__Assignment__: Copy out each line of the data that includes the string "describe".

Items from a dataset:

- - - - -

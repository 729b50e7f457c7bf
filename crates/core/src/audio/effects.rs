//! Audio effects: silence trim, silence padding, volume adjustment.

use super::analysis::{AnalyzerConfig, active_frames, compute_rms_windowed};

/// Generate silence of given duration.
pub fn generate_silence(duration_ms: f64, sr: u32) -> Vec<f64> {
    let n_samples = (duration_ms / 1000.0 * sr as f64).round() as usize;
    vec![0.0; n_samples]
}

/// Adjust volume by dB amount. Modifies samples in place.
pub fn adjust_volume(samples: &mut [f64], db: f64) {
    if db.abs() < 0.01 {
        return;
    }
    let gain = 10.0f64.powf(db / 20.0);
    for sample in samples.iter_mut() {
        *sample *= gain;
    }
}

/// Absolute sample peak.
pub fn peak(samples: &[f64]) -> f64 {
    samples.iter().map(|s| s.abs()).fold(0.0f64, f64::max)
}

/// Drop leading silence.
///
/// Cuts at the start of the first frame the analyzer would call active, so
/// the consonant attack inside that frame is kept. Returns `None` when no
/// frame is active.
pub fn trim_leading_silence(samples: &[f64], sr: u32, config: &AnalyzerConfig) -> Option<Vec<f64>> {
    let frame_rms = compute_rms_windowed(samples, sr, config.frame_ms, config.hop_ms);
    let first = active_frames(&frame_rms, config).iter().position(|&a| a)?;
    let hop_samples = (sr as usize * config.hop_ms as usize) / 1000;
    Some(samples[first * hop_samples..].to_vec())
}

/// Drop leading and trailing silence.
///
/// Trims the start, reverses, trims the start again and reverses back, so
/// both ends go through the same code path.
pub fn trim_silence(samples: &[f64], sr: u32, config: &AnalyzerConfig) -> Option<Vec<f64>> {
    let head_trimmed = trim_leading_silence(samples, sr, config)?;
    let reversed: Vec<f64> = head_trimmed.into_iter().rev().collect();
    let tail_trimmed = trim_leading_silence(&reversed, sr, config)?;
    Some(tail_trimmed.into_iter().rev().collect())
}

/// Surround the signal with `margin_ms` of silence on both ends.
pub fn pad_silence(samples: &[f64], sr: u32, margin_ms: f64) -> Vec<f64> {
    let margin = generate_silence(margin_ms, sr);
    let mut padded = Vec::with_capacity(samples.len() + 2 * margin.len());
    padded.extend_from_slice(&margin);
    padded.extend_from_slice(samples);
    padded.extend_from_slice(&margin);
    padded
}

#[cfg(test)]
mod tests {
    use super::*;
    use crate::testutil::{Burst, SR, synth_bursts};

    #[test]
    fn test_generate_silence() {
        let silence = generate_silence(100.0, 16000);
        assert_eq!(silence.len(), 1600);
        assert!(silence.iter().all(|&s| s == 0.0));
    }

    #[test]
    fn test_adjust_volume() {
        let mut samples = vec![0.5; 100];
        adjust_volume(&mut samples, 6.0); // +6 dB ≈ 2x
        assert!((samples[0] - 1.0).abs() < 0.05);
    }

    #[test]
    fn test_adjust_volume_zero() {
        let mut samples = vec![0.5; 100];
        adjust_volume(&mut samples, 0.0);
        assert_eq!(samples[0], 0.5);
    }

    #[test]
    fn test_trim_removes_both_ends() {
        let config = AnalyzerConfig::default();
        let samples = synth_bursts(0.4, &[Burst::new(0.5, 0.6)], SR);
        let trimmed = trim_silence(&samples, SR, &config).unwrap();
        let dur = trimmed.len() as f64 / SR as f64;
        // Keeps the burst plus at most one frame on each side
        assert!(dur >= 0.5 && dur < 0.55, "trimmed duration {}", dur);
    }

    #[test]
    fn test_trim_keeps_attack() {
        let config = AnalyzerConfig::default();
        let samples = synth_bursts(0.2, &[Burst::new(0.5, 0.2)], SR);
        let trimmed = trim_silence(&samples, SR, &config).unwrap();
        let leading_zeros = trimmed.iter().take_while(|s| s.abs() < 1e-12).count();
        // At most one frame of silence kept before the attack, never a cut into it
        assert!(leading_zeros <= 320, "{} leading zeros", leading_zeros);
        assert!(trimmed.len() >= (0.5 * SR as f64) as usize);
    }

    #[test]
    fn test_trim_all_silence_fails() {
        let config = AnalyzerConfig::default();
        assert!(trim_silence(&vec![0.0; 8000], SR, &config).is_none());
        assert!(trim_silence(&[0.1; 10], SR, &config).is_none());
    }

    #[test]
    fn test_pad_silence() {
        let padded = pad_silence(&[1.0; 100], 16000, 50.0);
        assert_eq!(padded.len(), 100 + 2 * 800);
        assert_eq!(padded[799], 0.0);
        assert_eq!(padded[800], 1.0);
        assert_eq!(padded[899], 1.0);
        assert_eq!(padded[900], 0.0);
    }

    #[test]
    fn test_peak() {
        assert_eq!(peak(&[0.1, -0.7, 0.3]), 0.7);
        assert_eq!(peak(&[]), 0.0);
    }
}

- - - - -

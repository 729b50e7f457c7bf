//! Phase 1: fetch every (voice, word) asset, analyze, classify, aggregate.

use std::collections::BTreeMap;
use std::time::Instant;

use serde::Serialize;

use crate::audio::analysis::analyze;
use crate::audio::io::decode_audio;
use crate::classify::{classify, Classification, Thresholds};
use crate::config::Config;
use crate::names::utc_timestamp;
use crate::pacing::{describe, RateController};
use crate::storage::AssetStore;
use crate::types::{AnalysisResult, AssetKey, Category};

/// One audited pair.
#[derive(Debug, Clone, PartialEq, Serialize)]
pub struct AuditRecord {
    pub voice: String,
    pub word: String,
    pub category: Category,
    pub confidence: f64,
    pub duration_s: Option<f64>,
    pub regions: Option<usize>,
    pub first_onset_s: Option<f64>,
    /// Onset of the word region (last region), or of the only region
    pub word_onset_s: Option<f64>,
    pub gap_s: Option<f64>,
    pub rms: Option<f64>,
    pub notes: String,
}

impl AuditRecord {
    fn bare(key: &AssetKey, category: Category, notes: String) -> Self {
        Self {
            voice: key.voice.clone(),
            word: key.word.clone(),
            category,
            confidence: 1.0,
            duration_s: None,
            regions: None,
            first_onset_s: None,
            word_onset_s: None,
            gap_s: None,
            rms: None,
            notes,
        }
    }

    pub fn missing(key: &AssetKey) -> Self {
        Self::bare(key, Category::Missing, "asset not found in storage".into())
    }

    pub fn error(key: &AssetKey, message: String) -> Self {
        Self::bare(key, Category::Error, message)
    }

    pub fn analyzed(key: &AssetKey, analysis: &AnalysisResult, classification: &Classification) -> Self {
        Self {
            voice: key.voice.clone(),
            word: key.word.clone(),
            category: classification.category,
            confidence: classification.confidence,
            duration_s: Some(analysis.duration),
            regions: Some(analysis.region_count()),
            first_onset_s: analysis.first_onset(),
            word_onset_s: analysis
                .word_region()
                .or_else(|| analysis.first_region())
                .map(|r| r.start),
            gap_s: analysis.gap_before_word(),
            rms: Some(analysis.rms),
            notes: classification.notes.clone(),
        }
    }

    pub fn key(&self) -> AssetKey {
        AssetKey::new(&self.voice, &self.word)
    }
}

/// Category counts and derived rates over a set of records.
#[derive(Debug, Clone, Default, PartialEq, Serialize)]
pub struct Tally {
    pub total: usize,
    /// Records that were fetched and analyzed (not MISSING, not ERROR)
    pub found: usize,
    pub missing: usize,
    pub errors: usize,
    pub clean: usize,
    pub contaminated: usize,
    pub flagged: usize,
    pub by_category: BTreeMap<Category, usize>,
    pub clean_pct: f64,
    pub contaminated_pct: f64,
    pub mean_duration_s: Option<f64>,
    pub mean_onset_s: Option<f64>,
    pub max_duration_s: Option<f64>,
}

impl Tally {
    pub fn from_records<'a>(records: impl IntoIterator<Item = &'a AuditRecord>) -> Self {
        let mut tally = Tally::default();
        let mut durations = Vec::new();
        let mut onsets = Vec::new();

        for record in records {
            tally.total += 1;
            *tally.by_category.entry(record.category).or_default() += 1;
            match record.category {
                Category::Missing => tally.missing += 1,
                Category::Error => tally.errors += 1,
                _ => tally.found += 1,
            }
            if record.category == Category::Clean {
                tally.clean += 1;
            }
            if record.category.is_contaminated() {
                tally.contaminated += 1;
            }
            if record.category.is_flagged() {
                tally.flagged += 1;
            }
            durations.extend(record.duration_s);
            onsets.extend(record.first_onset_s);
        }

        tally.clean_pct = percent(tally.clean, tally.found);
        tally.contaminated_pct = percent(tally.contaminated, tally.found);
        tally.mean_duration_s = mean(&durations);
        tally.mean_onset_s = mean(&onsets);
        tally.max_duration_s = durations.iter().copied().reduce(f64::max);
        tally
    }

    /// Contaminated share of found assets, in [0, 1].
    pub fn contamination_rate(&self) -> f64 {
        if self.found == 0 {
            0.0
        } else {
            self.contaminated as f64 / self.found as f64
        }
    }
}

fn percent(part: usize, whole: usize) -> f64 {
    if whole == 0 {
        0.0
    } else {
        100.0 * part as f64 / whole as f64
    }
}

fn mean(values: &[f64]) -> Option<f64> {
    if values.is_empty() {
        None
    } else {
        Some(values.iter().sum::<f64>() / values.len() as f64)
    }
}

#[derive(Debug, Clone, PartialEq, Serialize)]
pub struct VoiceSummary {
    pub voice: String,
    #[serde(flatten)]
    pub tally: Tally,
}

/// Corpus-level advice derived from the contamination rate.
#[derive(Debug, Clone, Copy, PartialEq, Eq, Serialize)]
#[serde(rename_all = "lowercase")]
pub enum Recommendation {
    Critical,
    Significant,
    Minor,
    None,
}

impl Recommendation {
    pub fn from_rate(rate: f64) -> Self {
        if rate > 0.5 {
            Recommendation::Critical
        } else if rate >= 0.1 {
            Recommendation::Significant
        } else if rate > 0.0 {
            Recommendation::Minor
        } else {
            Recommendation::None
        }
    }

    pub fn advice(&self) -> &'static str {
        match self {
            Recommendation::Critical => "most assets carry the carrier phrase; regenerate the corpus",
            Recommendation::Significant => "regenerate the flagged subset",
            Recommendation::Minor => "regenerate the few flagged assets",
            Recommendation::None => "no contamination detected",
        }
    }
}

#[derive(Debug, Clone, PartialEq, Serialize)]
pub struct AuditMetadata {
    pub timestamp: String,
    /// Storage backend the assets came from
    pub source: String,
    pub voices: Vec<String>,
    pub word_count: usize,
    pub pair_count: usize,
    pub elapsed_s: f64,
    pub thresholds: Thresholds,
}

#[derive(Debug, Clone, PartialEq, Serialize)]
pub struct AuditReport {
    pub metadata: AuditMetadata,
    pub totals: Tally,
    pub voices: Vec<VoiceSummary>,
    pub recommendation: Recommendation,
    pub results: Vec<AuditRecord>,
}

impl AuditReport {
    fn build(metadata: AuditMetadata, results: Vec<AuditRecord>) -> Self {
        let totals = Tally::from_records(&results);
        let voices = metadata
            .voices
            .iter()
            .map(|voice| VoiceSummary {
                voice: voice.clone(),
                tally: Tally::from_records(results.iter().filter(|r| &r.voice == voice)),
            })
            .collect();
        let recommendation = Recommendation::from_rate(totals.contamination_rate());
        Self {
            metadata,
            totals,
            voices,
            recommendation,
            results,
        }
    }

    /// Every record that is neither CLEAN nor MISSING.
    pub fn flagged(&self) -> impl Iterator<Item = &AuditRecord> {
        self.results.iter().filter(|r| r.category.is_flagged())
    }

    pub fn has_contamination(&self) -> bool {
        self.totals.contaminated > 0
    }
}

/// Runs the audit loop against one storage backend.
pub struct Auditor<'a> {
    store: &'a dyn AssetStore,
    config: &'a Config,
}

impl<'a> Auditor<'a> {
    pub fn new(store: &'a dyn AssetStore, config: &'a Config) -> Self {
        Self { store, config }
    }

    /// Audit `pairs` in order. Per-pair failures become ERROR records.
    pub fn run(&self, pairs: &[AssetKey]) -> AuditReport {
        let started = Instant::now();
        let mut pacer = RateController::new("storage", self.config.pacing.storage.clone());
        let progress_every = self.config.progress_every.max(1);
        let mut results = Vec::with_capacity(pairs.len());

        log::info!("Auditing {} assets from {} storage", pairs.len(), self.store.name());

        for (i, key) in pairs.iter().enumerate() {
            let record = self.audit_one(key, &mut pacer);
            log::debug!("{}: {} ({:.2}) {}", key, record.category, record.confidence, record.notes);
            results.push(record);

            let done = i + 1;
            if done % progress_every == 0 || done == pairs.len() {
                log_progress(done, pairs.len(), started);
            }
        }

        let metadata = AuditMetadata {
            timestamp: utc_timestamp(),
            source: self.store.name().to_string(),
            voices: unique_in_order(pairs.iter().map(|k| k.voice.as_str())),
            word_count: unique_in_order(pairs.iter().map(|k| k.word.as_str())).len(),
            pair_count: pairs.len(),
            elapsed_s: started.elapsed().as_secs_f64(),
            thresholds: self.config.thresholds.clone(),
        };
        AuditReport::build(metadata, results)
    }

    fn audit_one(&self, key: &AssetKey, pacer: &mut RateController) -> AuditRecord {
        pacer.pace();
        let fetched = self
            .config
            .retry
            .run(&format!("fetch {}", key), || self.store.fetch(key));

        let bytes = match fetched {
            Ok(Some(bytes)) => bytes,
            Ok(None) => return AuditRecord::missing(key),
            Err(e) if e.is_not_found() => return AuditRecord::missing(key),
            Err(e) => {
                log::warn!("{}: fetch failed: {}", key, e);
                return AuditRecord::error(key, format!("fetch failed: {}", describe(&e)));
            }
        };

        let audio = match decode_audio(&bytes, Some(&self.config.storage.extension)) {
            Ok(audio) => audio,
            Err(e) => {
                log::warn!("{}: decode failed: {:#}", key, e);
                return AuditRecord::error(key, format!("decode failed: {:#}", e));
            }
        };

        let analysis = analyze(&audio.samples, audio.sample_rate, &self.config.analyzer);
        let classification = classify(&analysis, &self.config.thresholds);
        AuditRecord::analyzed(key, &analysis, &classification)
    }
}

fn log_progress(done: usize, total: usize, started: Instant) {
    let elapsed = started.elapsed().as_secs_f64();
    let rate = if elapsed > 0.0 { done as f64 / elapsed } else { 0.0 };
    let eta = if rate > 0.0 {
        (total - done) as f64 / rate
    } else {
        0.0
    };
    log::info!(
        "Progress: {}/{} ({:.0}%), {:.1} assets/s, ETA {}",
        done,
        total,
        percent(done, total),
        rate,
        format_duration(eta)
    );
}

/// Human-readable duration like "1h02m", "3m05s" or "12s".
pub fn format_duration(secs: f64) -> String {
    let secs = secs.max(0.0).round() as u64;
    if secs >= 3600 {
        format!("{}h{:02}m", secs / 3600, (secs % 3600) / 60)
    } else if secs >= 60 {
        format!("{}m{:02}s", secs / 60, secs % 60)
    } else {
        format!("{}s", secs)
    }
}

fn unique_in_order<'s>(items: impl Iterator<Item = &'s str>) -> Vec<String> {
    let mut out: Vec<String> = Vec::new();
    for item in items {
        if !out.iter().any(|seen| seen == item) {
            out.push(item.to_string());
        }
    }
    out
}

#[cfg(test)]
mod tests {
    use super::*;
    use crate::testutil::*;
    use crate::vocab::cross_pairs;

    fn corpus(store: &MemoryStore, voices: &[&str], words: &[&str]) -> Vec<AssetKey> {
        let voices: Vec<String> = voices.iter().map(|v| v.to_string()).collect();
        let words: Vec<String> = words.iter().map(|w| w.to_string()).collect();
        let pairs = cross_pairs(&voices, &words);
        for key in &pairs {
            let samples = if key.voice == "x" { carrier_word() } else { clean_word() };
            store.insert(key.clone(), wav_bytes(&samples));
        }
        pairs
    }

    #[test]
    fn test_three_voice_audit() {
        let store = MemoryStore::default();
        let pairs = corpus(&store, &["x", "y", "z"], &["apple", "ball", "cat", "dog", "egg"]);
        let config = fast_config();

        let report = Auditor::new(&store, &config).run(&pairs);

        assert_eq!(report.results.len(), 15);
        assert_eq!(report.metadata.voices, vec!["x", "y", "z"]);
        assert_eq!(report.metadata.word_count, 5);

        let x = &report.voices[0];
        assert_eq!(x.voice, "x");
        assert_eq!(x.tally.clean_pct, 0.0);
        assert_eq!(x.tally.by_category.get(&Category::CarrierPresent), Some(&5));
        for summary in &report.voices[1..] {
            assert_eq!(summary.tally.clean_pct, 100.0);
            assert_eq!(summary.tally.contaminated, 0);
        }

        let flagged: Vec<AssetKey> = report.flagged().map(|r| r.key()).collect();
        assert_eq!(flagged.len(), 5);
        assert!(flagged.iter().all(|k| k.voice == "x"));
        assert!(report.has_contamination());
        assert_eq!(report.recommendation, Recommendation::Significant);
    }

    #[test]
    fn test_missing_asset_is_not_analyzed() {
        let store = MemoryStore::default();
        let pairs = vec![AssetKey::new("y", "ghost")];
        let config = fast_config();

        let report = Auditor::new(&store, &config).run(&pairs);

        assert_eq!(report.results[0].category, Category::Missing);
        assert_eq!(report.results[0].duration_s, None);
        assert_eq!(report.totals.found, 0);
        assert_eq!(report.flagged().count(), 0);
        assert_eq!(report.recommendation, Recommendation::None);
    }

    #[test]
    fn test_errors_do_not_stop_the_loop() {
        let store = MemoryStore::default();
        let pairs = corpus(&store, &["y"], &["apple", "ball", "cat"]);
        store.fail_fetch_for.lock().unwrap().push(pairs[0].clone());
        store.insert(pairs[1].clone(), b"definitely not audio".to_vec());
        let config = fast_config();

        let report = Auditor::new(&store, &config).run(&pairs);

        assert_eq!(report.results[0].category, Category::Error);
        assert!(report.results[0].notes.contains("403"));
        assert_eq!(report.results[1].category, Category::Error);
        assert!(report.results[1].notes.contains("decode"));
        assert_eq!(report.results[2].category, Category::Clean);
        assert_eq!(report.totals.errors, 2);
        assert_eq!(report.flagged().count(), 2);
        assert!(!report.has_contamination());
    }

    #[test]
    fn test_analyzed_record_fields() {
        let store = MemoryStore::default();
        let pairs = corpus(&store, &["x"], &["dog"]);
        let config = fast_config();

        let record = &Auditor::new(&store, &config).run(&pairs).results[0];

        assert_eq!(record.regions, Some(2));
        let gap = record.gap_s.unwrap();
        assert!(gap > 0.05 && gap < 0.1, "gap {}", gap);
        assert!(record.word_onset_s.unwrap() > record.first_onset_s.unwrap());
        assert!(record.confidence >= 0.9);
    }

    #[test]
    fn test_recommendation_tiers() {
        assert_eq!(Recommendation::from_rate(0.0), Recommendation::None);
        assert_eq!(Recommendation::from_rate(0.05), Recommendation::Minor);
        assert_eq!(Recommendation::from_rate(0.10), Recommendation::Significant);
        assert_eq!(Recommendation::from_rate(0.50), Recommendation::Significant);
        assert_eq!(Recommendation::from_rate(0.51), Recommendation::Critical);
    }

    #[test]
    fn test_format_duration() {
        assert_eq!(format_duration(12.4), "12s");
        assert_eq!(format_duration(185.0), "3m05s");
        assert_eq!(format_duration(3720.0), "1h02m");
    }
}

- - - - -

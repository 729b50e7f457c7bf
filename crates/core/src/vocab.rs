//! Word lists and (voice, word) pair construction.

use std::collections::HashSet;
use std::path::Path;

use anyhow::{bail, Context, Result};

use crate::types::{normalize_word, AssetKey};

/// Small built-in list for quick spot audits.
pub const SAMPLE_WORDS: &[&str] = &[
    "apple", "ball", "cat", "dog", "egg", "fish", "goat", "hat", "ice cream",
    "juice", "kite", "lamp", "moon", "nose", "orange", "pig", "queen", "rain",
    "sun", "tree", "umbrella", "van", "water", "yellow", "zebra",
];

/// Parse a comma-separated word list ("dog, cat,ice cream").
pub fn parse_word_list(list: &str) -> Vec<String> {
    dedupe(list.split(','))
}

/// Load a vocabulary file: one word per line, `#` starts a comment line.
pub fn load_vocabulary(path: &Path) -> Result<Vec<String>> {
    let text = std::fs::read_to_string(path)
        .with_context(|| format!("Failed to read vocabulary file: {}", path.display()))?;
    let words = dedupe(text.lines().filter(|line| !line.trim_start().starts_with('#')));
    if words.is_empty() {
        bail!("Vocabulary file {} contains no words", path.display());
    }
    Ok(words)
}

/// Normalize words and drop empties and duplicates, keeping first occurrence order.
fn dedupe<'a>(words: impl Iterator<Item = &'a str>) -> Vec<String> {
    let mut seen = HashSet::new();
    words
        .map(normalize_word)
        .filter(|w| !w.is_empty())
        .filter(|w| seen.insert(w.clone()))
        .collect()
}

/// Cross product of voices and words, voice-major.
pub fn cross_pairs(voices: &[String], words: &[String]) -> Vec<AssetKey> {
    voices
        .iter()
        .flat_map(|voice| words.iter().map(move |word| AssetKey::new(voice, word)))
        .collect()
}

- - - - -

__Response for this exercise__:
use crate::pacing::{describe, RateController};
                return AuditRecord::error(key, format!("fetch failed: {}", describe(&e)));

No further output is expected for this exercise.